The proposed $861 charge levied on people seeking a review acts only as a barrier to entry for ordinary people who still want answers when a government agency denies or obstructs their request. People will stop asking for a review and the public interest will be undermined.


If the OAIC is abolished, agencies routinely refusing requests know it will go on unchecked, and as a result, far fewer cases will be investigated. In the end, fewer people will trust the FOI system and fewer requests will be made. Determinations will lead straight to a costly review process needing expensive legal assistance. That would be a terrible outcome for FOI and for Australia’s democratic health.


There are those who do wish to go straight to the Administrative Appeals Tribunal (AAT), including media reporters following a time critical story. Their commercial interests and others argue for an alternative route to justice, one they are happy to pay for, but we should not make ordinary people pay for a process which does not best serve them.


Let’s keep the OAIC.


About RightToKnow.org.au

Right To Know aims to make it easier for everyone to make Freedom of Information requests in a few different ways.

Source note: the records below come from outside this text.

use std::fmt;
use std::ptr;
use std::sync::atomic::{AtomicBool, AtomicIsize, AtomicPtr, Ordering};
use std::sync::Mutex;

/// Node of a [`List`]. Handed out by [`List::push_front`] and used to
/// walk neighbors or as the argument to [`List::remove`].
pub struct Element<T> {
    next: AtomicPtr<Element<T>>,
    prev: AtomicPtr<Element<T>>,
    removed: AtomicBool,
    /// Root sentinel of the owning list, for end-of-list checks.
    root: *const Element<T>,
    /// `None` only for the root sentinel, which is never handed out.
    value: Option<T>,
}

// SAFETY: link words are atomics; values are written once at insertion
// and only shared immutably afterwards.
unsafe impl<T: Send + Sync> Send for Element<T> {}
unsafe impl<T: Send + Sync> Sync for Element<T> {}

impl<T> Element<T> {
    fn sentinel() -> Self {
        Self {
            next: AtomicPtr::new(ptr::null_mut()),
            prev: AtomicPtr::new(ptr::null_mut()),
            removed: AtomicBool::new(false),
            root: ptr::null(),
            value: None,
        }
    }

    pub fn value(&self) -> &T {
        match &self.value {
            Some(value) => value,
            None => unreachable!("sentinel element exposed"),
        }
    }

    /// Successor element, or `None` at the back of the list.
    pub fn next(&self) -> Option<&Element<T>> {
        let next = self.next.load(Ordering::Acquire);
        if next.is_null() || ptr::eq(next, self.root) {
            None
        } else {
            // SAFETY: all elements live until the list drops, and the
            // borrow cannot outlive the list.
            Some(unsafe { &*next })
        }
    }

    /// Predecessor element, or `None` at the front of the list.
    pub fn prev(&self) -> Option<&Element<T>> {
        let prev = self.prev.load(Ordering::Acquire);
        if prev.is_null() || ptr::eq(prev, self.root) {
            None
        } else {
            // SAFETY: as in `next`.
            Some(unsafe { &*prev })
        }
    }
}

/// Concurrent doubly-linked list updated with compare-and-swap.
///
/// Insertions race through a CAS on the predecessor's forward link;
/// removals unlink the same way. Removed elements are retired, not
/// freed: every element lives until the list itself drops, so element
/// handles never dangle.
///
/// Best-effort under contention: simultaneous removals of adjacent
/// elements can leave a stale backward link, as in any doubly-linked
/// list without per-node locking. Forward traversal stays consistent.
pub struct List<T> {
    /// Sentinel; its links close the circle. Freed on drop.
    root: *mut Element<T>,
    len: AtomicIsize,
    /// Owns every element ever pushed; freed on drop.
    arena: Mutex<Vec<*mut Element<T>>>,
}

// SAFETY: elements are only reached through the list, and all mutation
// of shared state goes through atomics or the arena mutex.
unsafe impl<T: Send + Sync> Send for List<T> {}
unsafe impl<T: Send + Sync> Sync for List<T> {}

impl<T> List<T> {
    pub fn new() -> Self {
        let root = Box::into_raw(Box::new(Element::sentinel()));
        // SAFETY: freshly allocated, not yet shared.
        unsafe { (*root).root = root };
        Self {
            root,
            len: AtomicIsize::new(0),
            arena: Mutex::new(Vec::new()),
        }
    }

    fn root(&self) -> &Element<T> {
        // SAFETY: the sentinel lives until the list drops.
        unsafe { &*self.root }
    }

    pub fn len(&self) -> usize {
        self.len.load(Ordering::Acquire).max(0) as usize
    }

    pub fn is_empty(&self) -> bool {
        self.len() == 0
    }

    /// Insert `value` at the front and return its element handle.
    pub fn push_front(&self, value: T) -> &Element<T> {
        let element_ptr = Box::into_raw(Box::new(Element {
            next: AtomicPtr::new(ptr::null_mut()),
            prev: AtomicPtr::new(self.root),
            removed: AtomicBool::new(false),
            root: self.root,
            value: Some(value),
        }));
        self.arena.lock().unwrap().push(element_ptr);

        loop {
            let front = self.root().next.load(Ordering::Acquire);
            // Lazy circularity: an empty list links back to the root.
            let after = if front.is_null() { self.root } else { front };
            // SAFETY: unpublished until the CAS below succeeds.
            unsafe {
                (*element_ptr).next.store(after, Ordering::Relaxed);
            }

            if self
                .root()
                .next
                .compare_exchange(front, element_ptr, Ordering::AcqRel, Ordering::Acquire)
                .is_ok()
            {
                // SAFETY: `after` is the root or an arena-owned element.
                unsafe {
                    (*after).prev.swap(element_ptr, Ordering::AcqRel);
                }
                break;
            }
        }
        self.len.fetch_add(1, Ordering::AcqRel);
        // SAFETY: arena-owned; the borrow is tied to `&self`.
        unsafe { &*element_ptr }
    }

    /// Unlink `element`. A second remove of the same element is a no-op.
    pub fn remove(&self, element: &Element<T>) {
        if element.removed.swap(true, Ordering::AcqRel) {
            return;
        }
        let element_ptr = (element as *const Element<T>).cast_mut();

        loop {
            let before = match element.prev() {
                Some(prev) => (prev as *const Element<T>).cast_mut(),
                None => self.root,
            };
            let after = match element.next() {
                Some(next) => (next as *const Element<T>).cast_mut(),
                None => self.root,
            };
            let forward = element.next.load(Ordering::Acquire);

            // SAFETY: `before`/`after` are the root or arena-owned
            // elements, all alive until the list drops.
            unsafe {
                if (*before)
                    .next
                    .compare_exchange(element_ptr, forward, Ordering::AcqRel, Ordering::Acquire)
                    .is_ok()
                {
                    (*after).prev.swap(before, Ordering::AcqRel);
                    break;
                }
            }
        }
        self.len.fetch_sub(1, Ordering::AcqRel);
    }

    /// First element, or `None` when empty.
    pub fn front(&self) -> Option<&Element<T>> {
        if self.is_empty() {
            return None;
        }
        self.root().next()
    }

    /// Last element, or `None` when empty.
    pub fn back(&self) -> Option<&Element<T>> {
        if self.is_empty() {
            return None;
        }
        self.root().prev()
    }
}

impl<T> Drop for List<T> {
    fn drop(&mut self) {
        // `&mut self` proves no element handle survives; free the lot.
        let arena = std::mem::take(self.arena.get_mut().unwrap());
        for element in arena {
            // SAFETY: arena pointers come from `Box::into_raw` and are
            // freed exactly once, here.
            drop(unsafe { Box::from_raw(element) });
        }
        // SAFETY: as above, for the sentinel.
        drop(unsafe { Box::from_raw(self.root) });
    }
}

impl<T> Default for List<T> {
    fn default() -> Self {
        Self::new()
    }
}

impl<T> fmt::Debug for List<T> {
    fn fmt(&self, f: &mut fmt::Formatter<'_>) -> fmt::Result {
        f.debug_struct("List").field("len", &self.len()).finish()
    }
}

  • Helping you make your successful request is the main focus of the site
  • Bringing all the authorities together saves time, you don’t have to trawl the web for the right authority first
  • To make the process easier to understand, it uses plain english
  • To get a feeling for the scope, wording of successful requests, it offers you dynamic search for related requests so you can see how others have done it
  • Clearly communicates your rights of access
  • Guidance appears as and when you need it to keep the request flowing through Right to Know and the Public Authority to whom your request is being made


RightToKnow does not provide help for individuals accessing private or personal information held by government.

About OpenAustralia Foundation

The OpenAustralia Foundation encourages and enables people to participate directly in the political process on a local, community and national level. We believe that we can help to reinvigorate Australia’s civic culture by using powerful and exciting new technologies to inform and empower people, to address the growing disconnect between the Government and the people who elect it.


We currently do this through our five online projects TheyVoteForYou.org.au RightToKnow.org.au, OpenAustralia.org, PlanningAlerts.org.au and ElectionLeaflets.org.au. These websites aim at finding better ways of making government, the public sector and political information freely and easily available and usable by all Australians. We aim to inform people so they can make a positive difference.


The OpenAustralia Foundation is a strictly non-partisan organisation. We are not affiliated with any political party. We are simply passionate about making our democracy work.


Notes and References

*Not included here or at RightToKnow.org.au  one or two requests which were hidden from the website because they contained inappropriately personal requests for information (not what the site is for). This is made clear on the site’s help page.